> **Problem details**
All that is needed is each line of the entries holding the word "usize", copied as it stands.

─── Records supplied

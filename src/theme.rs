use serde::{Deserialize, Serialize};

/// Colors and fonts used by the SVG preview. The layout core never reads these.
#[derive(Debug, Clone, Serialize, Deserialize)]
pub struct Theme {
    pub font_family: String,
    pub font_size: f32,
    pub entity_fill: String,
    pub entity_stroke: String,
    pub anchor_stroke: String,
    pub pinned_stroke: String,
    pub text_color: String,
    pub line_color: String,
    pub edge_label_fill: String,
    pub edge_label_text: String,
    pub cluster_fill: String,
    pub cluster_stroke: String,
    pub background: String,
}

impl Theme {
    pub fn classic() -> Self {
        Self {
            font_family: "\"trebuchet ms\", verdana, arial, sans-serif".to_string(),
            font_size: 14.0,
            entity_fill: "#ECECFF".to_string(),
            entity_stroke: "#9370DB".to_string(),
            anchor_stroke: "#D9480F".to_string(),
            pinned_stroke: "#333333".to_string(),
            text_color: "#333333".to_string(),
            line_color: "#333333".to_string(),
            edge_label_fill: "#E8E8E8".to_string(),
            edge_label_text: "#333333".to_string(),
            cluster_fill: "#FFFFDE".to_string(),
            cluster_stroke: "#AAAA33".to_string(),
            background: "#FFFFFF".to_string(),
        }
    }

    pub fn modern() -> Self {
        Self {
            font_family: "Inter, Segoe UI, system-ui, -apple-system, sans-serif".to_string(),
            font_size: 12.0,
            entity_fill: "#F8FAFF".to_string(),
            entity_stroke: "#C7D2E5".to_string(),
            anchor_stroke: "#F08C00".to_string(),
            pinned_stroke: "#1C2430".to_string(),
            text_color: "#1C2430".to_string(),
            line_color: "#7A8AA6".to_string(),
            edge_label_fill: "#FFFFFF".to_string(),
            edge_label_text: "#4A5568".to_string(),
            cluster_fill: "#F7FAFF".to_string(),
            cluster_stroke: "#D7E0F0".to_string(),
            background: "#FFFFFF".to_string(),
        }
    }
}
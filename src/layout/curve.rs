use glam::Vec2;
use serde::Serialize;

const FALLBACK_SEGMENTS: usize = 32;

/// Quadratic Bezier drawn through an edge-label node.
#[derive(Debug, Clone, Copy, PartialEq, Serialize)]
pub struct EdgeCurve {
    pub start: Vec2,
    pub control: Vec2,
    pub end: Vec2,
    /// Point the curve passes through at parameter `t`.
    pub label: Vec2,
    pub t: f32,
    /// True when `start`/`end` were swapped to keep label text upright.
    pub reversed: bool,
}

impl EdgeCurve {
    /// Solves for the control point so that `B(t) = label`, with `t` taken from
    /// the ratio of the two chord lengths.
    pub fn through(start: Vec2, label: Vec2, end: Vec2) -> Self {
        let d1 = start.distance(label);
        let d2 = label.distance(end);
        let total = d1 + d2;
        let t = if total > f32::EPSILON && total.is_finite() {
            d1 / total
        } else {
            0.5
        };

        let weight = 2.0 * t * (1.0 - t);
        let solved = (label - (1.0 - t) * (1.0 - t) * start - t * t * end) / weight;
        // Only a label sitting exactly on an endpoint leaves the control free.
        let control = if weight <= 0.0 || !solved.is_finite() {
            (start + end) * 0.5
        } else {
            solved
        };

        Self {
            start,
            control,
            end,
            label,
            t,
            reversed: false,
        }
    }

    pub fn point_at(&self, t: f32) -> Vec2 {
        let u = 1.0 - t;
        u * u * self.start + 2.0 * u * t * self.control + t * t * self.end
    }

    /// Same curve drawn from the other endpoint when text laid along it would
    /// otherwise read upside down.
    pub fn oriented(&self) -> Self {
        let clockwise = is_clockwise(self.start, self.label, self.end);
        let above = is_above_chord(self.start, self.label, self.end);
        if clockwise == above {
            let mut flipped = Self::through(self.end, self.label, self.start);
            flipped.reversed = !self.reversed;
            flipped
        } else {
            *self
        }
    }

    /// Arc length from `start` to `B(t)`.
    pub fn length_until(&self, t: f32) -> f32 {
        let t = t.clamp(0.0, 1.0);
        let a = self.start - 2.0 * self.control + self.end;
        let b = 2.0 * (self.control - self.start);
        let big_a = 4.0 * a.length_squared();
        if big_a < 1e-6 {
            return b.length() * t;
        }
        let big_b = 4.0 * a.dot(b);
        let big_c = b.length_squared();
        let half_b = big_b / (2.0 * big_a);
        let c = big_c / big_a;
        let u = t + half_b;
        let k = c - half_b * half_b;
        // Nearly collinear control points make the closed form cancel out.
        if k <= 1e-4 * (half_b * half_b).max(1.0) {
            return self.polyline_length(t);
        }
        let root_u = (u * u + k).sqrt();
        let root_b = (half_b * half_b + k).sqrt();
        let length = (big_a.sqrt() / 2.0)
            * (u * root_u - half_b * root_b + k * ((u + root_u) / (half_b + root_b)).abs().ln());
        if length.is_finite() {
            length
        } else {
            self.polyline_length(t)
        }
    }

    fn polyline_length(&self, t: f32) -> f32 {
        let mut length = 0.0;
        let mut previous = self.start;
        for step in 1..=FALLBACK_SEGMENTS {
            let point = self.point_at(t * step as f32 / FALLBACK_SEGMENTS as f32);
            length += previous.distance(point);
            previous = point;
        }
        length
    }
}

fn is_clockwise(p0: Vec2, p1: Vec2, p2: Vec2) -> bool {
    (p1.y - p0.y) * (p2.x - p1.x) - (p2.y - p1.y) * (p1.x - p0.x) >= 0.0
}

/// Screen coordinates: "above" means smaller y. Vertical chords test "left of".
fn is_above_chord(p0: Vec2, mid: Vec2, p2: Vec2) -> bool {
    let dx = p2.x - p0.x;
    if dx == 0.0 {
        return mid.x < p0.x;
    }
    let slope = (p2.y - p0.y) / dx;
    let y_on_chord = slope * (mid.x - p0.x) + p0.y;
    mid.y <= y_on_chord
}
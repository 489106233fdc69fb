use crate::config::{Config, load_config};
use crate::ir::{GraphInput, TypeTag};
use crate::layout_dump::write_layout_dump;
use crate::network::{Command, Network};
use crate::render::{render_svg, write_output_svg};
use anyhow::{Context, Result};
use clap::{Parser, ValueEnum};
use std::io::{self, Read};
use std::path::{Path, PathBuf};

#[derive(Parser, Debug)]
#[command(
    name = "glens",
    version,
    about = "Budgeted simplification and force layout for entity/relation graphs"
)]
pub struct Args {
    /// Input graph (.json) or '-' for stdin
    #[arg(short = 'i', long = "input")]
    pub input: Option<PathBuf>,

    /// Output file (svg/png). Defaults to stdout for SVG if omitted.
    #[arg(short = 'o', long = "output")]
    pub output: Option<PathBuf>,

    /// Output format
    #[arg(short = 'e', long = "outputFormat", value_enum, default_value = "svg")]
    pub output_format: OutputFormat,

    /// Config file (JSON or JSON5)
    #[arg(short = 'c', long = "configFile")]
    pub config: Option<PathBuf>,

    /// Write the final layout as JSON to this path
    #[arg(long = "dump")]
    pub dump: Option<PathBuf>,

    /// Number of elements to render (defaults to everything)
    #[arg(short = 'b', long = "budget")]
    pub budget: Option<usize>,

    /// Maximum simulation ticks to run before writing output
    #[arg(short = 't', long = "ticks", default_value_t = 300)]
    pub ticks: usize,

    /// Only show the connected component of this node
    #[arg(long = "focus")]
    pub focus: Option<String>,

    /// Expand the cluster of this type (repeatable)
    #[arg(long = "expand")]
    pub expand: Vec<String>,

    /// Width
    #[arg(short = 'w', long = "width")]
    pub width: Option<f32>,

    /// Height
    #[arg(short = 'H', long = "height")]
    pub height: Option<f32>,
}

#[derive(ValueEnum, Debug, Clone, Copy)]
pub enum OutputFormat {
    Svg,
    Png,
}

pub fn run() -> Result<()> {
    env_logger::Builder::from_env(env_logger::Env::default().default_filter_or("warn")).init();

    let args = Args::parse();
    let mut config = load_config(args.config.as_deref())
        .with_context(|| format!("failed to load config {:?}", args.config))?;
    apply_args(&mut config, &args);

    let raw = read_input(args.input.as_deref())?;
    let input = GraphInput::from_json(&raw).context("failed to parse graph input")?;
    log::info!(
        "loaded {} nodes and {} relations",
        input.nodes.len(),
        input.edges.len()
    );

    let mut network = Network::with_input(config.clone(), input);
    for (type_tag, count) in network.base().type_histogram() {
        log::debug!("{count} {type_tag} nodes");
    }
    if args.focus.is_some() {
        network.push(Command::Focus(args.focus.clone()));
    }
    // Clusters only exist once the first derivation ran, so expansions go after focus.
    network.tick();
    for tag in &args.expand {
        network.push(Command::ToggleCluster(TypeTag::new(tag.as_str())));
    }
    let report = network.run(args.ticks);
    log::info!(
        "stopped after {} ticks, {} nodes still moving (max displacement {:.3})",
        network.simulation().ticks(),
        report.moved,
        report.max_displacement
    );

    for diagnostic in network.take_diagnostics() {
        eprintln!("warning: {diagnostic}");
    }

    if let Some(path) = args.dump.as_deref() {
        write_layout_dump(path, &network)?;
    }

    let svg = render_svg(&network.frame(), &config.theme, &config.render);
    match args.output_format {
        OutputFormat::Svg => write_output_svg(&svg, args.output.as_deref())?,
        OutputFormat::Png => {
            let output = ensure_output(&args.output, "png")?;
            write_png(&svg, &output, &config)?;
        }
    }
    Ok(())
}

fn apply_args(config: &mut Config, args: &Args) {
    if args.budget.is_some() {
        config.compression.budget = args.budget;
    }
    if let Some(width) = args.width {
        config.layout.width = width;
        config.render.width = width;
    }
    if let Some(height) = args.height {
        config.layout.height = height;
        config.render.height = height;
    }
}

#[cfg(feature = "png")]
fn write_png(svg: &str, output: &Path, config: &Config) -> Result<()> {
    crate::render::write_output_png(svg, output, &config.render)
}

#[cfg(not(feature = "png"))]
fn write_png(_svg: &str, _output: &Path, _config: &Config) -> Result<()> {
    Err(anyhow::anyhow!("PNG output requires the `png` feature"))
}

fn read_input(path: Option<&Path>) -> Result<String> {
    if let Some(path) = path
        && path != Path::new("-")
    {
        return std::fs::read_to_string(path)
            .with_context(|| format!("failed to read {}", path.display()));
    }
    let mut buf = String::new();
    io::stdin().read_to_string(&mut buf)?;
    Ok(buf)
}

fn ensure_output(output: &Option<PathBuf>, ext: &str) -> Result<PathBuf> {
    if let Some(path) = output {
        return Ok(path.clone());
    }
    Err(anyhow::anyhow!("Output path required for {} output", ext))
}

──────

> **Expected output**
const FALLBACK_SEGMENTS: usize = 32;
    pub budget: Option<usize>,
    pub ticks: usize,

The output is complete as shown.